Specimens of L. cardium from the same cohort were grown for one complete year (2010) in indoor raceway tanks at the Columbus Zoo & Aquarium Freshwater Mussel Conservation & Research Center (O’Shaughnessy Reservoir, Scioto River, 15 km NW of Columbus, OH) and under natural conditions (sediment laden cages suspended from a dock adjacent to the mussel facility). Specimens from each site were collected in April, September and at the end of the year. Water samples for oxygen isotope analysis (δ¹⁸O_W) were collected weekly and temperatures monitored continuously throughout the year.

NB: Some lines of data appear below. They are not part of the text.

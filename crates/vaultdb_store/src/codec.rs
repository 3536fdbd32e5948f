//! CBOR codec helpers for records and the database image.

use crate::error::{StoreError, StoreResult};
use serde::de::DeserializeOwned;
use serde::Serialize;

/// Encodes a value to CBOR bytes.
pub fn to_cbor<T: Serialize>(value: &T) -> StoreResult<Vec<u8>> {
    let mut buf = Vec::new();
    ciborium::into_writer(value, &mut buf).map_err(|e| StoreError::codec(e.to_string()))?;
    Ok(buf)
}

/// Decodes a value from CBOR bytes.
pub fn from_cbor<T: DeserializeOwned>(bytes: &[u8]) -> StoreResult<T> {
    ciborium::from_reader(bytes).map_err(|e: ciborium::de::Error<std::io::Error>| {
        StoreError::codec(e.to_string())
    })
}
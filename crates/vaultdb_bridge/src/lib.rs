//! # VaultDB Bridge
//!
//! Engine bridge and reactive state container for VaultDB.
//!
//! This crate connects three parties:
//! - the externally-loaded, opaque cryptographic engine (loaded once
//!   per process by [`EngineLoader`], reached through the narrow
//!   [`VaultEngine`] surface),
//! - the UI-facing reactive snapshot ([`StateCell`], replaced wholesale
//!   on every refresh),
//! - and the collection store (`vaultdb_store`), which the engine uses
//!   during its startup handshake to restore locally persisted identity
//!   state.
//!
//! ## Key Invariants
//!
//! - At most one engine handle exists per process; the bridge owns it
//! - All engine calls are serialized through a single in-flight slot
//! - `init` is idempotent and never auto-retried after failure
//! - Change notifications coalesce: signals arriving during a refresh
//!   collapse into exactly one follow-up refresh
//!
//! ## Example
//!
//! ```rust
//! use vaultdb_bridge::{EngineLoader, StateBridge, TestEngineModule};
//!
//! # #[tokio::main(flavor = "current_thread")]
//! # async fn main() {
//! let module = TestEngineModule::new();
//! let bridge = StateBridge::new(EngineLoader::new({
//!     let module = module.clone();
//!     move || {
//!         let module = module.clone();
//!         async move { Ok(module) }
//!     }
//! }));
//!
//! bridge.init().await.unwrap();
//! let state = bridge.get_state().await.unwrap();
//! assert!(state.meta_vault.is_none());
//! # }
//! ```

#![deny(unsafe_code)]
#![warn(missing_docs)]

mod bridge;
mod engine;
mod error;
mod loader;
pub mod model;
mod notify;
mod state;

pub use bridge::{BridgeStatus, StateBridge};
pub use engine::{EngineModule, TestEngine, TestEngineModule, VaultEngine};
pub use error::{BridgeError, BridgeResult, EngineError};
pub use loader::EngineLoader;
pub use notify::NotificationSink;
pub use state::StateCell;
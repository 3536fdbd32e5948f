//! File-backed storage with advisory locking.
//!
//! Database directory layout:
//!
//! ```text
//! <db_path>/
//! ├─ LOCK           # Advisory lock for single-writer access
//! ├─ store.vdb      # Encoded database image
//! └─ store.vdb.tmp  # Scratch file for atomic replacement
//! ```
//!
//! The LOCK file ensures only one process can write to the database at a
//! time. The image is replaced with the write-then-rename pattern so a
//! crash mid-persist never leaves a torn image behind.

use crate::backend::StorageBackend;
use crate::error::{StoreError, StoreResult};
use fs2::FileExt;
use std::fs::{self, File, OpenOptions};
use std::io::{Read, Write};
use std::path::{Path, PathBuf};

const LOCK_FILE: &str = "LOCK";
const IMAGE_FILE: &str = "store.vdb";
const IMAGE_TEMP: &str = "store.vdb.tmp";

/// A file-backed storage backend.
///
/// Holds an exclusive advisory lock on the database directory for its
/// whole lifetime. Only one `FileBackend` instance can exist per
/// directory at a time; a second opener gets
/// [`DatabaseLocked`](StoreError::DatabaseLocked).
#[derive(Debug)]
pub struct FileBackend {
    /// Root directory path.
    path: PathBuf,
    /// Lock file handle (held for exclusive access).
    _lock_file: File,
}

impl FileBackend {
    /// Opens or creates a database directory.
    ///
    /// # Errors
    ///
    /// - [`StoreError::DatabaseLocked`] if another process holds the lock
    /// - [`StoreError::StorageUnavailable`] if the directory cannot be
    ///   created or the lock file cannot be opened
    pub fn open(path: &Path) -> StoreResult<Self> {
        if !path.exists() {
            fs::create_dir_all(path).map_err(|e| {
                StoreError::storage_unavailable(format!(
                    "cannot create database directory {}: {e}",
                    path.display()
                ))
            })?;
        }

        if !path.is_dir() {
            return Err(StoreError::storage_unavailable(format!(
                "path is not a directory: {}",
                path.display()
            )));
        }

        let lock_path = path.join(LOCK_FILE);
        let lock_file = OpenOptions::new()
            .read(true)
            .write(true)
            .create(true)
            .truncate(false)
            .open(&lock_path)
            .map_err(|e| {
                StoreError::storage_unavailable(format!(
                    "cannot open lock file {}: {e}",
                    lock_path.display()
                ))
            })?;

        // Non-blocking: a held lock means another live process owns the database.
        if lock_file.try_lock_exclusive().is_err() {
            return Err(StoreError::DatabaseLocked);
        }

        Ok(Self {
            path: path.to_path_buf(),
            _lock_file: lock_file,
        })
    }

    /// Returns the path to the database directory.
    #[must_use]
    pub fn path(&self) -> &Path {
        &self.path
    }

    fn image_path(&self) -> PathBuf {
        self.path.join(IMAGE_FILE)
    }

    /// Syncs the database directory so the rename is durable.
    #[cfg(unix)]
    fn sync_directory(&self) -> std::io::Result<()> {
        // On Unix, fsync on a directory syncs the directory entries.
        let dir = File::open(&self.path)?;
        dir.sync_all()
    }

    #[cfg(not(unix))]
    fn sync_directory(&self) -> std::io::Result<()> {
        // Windows NTFS journaling provides metadata durability guarantees.
        Ok(())
    }
}

impl StorageBackend for FileBackend {
    fn load(&self) -> StoreResult<Option<Vec<u8>>> {
        let image_path = self.image_path();
        if !image_path.exists() {
            return Ok(None);
        }

        let mut file = File::open(&image_path).map_err(|e| {
            StoreError::storage_unavailable(format!(
                "cannot open database image {}: {e}",
                image_path.display()
            ))
        })?;
        let mut data = Vec::new();
        file.read_to_end(&mut data).map_err(|e| {
            StoreError::storage_unavailable(format!("cannot read database image: {e}"))
        })?;

        if data.is_empty() {
            return Ok(None);
        }
        Ok(Some(data))
    }

    fn persist(&mut self, image: &[u8]) -> StoreResult<()> {
        let temp_path = self.path.join(IMAGE_TEMP);

        let write = || -> std::io::Result<()> {
            let mut file = File::create(&temp_path)?;
            file.write_all(image)?;
            file.sync_all()?;
            drop(file);
            fs::rename(&temp_path, self.image_path())?;
            self.sync_directory()
        };

        write().map_err(|e| {
            StoreError::storage_unavailable(format!("cannot persist database image: {e}"))
        })
    }

    fn is_persistent(&self) -> bool {
        true
    }
}

#[cfg(test)]
mod tests {
    use super::*;
    use tempfile::tempdir;

    #[test]
    fn open_creates_directory() {
        let temp = tempdir().unwrap();
        let db_path = temp.path().join("new_db");
        assert!(!db_path.exists());

        let backend = FileBackend::open(&db_path).unwrap();
        assert!(db_path.is_dir());
        assert!(backend.load().unwrap().is_none());
    }

    #[test]
    fn lock_prevents_second_open() {
        let temp = tempdir().unwrap();
        let db_path = temp.path().join("locked_db");

        let _first = FileBackend::open(&db_path).unwrap();
        let second = FileBackend::open(&db_path);
        assert!(matches!(second, Err(StoreError::DatabaseLocked)));
    }

    #[test]
    fn lock_released_on_drop() {
        let temp = tempdir().unwrap();
        let db_path = temp.path().join("reopen_db");

        {
            let _backend = FileBackend::open(&db_path).unwrap();
        }
        let _again = FileBackend::open(&db_path).unwrap();
    }

    #[test]
    fn image_round_trips_across_instances() {
        let temp = tempdir().unwrap();
        let db_path = temp.path().join("image_db");

        {
            let mut backend = FileBackend::open(&db_path).unwrap();
            backend.persist(b"image-bytes").unwrap();
        }

        let backend = FileBackend::open(&db_path).unwrap();
        assert_eq!(backend.load().unwrap(), Some(b"image-bytes".to_vec()));
    }

    #[test]
    fn persist_replaces_previous_image() {
        let temp = tempdir().unwrap();
        let db_path = temp.path().join("replace_db");

        let mut backend = FileBackend::open(&db_path).unwrap();
        backend.persist(b"first").unwrap();
        backend.persist(b"second").unwrap();
        assert_eq!(backend.load().unwrap(), Some(b"second".to_vec()));
    }
}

Predicted shell carbonate oxygen isotope values (δ¹⁸O_S) agree with point-sampled observed δ¹⁸O_S values and are consistent with previous finding that little or no shell growth occurs below 12°C. During the hottest months of the year observed δ¹⁸O_S values are higher than predicted values. Conversely, in the cooler autumn months, observed values are lower than predicted. These observations suggest L. cardium preferentially precipitates its shell during optimal growth temperatures. Higher resolution micromilled samples suggest shell individual samples represent as little as three days of growth. This observation will facilitate calibration of shell carbonate geochemistry with high-resolution environmental variability to establish pre-fracking baseline conditions.